* [What is needed] Pull from the data below each line where the word "down" occurs, and copy it.

Stored data
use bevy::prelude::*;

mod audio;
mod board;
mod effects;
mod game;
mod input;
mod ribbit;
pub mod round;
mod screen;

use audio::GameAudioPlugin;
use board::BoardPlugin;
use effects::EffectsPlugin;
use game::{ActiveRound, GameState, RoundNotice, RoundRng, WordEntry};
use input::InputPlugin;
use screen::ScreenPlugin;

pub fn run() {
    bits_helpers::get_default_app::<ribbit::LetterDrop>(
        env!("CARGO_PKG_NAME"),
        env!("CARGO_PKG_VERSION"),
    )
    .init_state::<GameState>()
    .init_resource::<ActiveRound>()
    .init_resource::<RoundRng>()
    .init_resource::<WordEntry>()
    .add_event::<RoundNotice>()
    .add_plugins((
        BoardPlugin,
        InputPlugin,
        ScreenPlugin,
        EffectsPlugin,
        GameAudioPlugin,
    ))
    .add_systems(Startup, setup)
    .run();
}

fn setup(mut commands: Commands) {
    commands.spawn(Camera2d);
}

---

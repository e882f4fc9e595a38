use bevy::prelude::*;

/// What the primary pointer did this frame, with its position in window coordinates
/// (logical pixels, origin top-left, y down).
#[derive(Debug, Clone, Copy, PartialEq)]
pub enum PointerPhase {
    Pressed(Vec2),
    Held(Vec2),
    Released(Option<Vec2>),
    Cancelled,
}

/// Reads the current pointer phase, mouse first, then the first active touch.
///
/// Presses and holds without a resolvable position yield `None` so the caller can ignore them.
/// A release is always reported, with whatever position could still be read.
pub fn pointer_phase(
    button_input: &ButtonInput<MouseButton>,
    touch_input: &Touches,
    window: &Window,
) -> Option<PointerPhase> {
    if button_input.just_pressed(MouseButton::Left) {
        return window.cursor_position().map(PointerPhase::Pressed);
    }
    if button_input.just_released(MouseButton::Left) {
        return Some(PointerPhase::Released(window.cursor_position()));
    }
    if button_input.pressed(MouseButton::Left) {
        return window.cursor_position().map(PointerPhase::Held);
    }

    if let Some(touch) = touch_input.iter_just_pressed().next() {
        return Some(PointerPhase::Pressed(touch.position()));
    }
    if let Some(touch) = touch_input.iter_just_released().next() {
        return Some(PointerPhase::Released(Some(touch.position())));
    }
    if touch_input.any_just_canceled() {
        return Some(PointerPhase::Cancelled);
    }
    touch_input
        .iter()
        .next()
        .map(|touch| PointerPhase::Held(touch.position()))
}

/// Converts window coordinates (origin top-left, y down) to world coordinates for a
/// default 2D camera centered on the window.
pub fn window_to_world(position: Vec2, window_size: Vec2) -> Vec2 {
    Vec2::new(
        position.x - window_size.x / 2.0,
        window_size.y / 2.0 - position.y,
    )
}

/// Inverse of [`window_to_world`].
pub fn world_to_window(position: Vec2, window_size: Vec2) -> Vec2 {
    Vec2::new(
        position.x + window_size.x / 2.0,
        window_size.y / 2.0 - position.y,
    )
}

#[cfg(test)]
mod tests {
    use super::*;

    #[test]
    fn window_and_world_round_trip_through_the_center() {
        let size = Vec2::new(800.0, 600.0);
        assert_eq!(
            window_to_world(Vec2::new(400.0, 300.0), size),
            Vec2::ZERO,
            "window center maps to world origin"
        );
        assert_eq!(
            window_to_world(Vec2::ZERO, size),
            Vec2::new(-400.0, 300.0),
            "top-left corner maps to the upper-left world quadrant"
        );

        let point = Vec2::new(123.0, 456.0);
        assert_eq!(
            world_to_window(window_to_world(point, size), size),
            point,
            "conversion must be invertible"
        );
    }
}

* [Written solution]
/// (logical pixels, origin top-left, y down).
/// Converts window coordinates (origin top-left, y down) to world coordinates for a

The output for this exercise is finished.